» **GOAL OF THE EXERCISE**:
Everything from the first line of the records to the line containing "if mv.target as", inclusive, is to be extracted exactly, and nothing more.

» **DATASET CONTENT**:
· · · ·
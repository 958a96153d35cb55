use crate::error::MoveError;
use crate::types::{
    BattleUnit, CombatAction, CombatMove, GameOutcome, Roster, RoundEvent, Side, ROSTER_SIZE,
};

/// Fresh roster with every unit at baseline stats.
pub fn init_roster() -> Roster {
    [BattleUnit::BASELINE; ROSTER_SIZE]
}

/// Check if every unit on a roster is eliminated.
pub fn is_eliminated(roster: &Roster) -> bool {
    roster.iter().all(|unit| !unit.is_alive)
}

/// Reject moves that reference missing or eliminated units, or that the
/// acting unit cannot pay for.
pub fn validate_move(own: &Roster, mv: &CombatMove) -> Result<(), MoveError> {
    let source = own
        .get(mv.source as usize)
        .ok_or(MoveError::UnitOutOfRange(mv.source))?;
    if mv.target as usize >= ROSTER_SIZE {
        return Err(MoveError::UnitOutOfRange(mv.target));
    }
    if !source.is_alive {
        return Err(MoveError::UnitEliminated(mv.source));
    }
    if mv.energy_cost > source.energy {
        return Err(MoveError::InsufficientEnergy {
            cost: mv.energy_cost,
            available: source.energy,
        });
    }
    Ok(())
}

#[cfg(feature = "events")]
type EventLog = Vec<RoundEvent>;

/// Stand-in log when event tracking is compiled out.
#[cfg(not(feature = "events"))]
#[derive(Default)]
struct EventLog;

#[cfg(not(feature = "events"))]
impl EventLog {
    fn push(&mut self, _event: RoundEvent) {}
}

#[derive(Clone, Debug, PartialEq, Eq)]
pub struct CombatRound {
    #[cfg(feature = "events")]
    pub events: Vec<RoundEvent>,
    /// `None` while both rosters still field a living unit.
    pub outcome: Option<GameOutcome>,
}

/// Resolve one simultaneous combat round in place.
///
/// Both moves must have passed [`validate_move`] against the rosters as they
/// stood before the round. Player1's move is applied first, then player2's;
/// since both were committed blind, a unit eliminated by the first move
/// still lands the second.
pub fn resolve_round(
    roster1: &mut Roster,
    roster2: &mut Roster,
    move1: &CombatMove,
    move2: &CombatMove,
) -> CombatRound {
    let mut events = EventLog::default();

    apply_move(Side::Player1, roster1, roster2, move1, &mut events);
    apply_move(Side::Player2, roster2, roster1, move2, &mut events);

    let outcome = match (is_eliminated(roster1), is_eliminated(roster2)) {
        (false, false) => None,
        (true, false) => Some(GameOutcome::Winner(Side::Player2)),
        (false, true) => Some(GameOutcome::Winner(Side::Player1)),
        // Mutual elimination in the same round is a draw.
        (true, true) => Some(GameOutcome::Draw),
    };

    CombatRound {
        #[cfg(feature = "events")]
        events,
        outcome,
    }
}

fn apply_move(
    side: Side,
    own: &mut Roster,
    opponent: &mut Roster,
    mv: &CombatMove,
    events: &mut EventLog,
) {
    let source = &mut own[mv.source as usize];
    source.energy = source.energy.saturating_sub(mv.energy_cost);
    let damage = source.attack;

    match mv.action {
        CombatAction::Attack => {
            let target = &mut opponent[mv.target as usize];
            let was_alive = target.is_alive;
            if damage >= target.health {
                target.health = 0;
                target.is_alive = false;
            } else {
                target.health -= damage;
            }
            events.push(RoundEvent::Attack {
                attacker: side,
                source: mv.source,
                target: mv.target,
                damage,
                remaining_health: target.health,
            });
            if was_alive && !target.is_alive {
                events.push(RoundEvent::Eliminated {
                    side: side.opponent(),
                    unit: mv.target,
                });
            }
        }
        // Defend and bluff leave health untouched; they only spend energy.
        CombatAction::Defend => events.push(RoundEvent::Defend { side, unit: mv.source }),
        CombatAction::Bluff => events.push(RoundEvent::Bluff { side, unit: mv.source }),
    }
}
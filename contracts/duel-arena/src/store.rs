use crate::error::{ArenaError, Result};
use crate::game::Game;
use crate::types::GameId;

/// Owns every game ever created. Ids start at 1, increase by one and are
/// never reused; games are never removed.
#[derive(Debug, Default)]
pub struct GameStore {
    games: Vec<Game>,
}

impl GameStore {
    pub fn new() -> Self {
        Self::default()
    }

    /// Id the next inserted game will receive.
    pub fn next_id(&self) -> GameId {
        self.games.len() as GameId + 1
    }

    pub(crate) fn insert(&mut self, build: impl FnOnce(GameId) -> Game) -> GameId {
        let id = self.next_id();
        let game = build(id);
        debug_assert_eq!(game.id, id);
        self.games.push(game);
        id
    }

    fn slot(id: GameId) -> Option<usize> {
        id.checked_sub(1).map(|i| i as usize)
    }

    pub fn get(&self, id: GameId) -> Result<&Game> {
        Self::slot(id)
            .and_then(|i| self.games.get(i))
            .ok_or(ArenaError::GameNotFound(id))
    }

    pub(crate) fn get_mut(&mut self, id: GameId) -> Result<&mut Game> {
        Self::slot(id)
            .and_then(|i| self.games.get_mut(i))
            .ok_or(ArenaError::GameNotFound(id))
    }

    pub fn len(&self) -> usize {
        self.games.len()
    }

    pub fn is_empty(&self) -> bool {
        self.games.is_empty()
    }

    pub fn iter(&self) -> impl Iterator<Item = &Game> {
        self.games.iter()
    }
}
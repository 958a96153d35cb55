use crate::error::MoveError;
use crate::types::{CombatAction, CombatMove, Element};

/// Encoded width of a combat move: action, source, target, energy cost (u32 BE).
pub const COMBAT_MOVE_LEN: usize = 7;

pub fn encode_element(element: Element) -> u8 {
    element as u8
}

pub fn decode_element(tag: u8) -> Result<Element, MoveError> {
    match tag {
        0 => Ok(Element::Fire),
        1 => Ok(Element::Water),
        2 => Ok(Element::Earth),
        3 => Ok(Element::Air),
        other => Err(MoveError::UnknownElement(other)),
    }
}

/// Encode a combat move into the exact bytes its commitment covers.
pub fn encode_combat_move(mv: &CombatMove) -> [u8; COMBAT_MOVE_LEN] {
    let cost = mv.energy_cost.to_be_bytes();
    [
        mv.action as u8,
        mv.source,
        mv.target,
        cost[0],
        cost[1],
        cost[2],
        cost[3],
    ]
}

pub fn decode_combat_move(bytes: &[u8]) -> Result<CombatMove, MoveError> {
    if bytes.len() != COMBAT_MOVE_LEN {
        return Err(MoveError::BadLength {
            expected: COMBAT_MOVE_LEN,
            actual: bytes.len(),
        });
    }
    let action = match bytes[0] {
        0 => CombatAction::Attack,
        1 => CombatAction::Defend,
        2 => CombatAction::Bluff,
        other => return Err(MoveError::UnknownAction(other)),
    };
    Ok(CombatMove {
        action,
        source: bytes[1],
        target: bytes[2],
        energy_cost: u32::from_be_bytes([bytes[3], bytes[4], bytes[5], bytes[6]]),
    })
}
· · · ·
» **RESPONSE TO THE TASK**:
repository 958a96153d35cb55
use crate::error::MoveError;
use crate::types::{
    BattleUnit, CombatAction, CombatMove, GameOutcome, Roster, RoundEvent, Side, ROSTER_SIZE,
};

/// Fresh roster with every unit at baseline stats.
pub fn init_roster() -> Roster {
    [BattleUnit::BASELINE; ROSTER_SIZE]
}

/// Check if every unit on a roster is eliminated.
pub fn is_eliminated(roster: &Roster) -> bool {
    roster.iter().all(|unit| !unit.is_alive)
}

/// Reject moves that reference missing or eliminated units, or that the
/// acting unit cannot pay for.
pub fn validate_move(own: &Roster, mv: &CombatMove) -> Result<(), MoveError> {
    let source = own
        .get(mv.source as usize)
        .ok_or(MoveError::UnitOutOfRange(mv.source))?;
    if mv.target as usize >= ROSTER_SIZE {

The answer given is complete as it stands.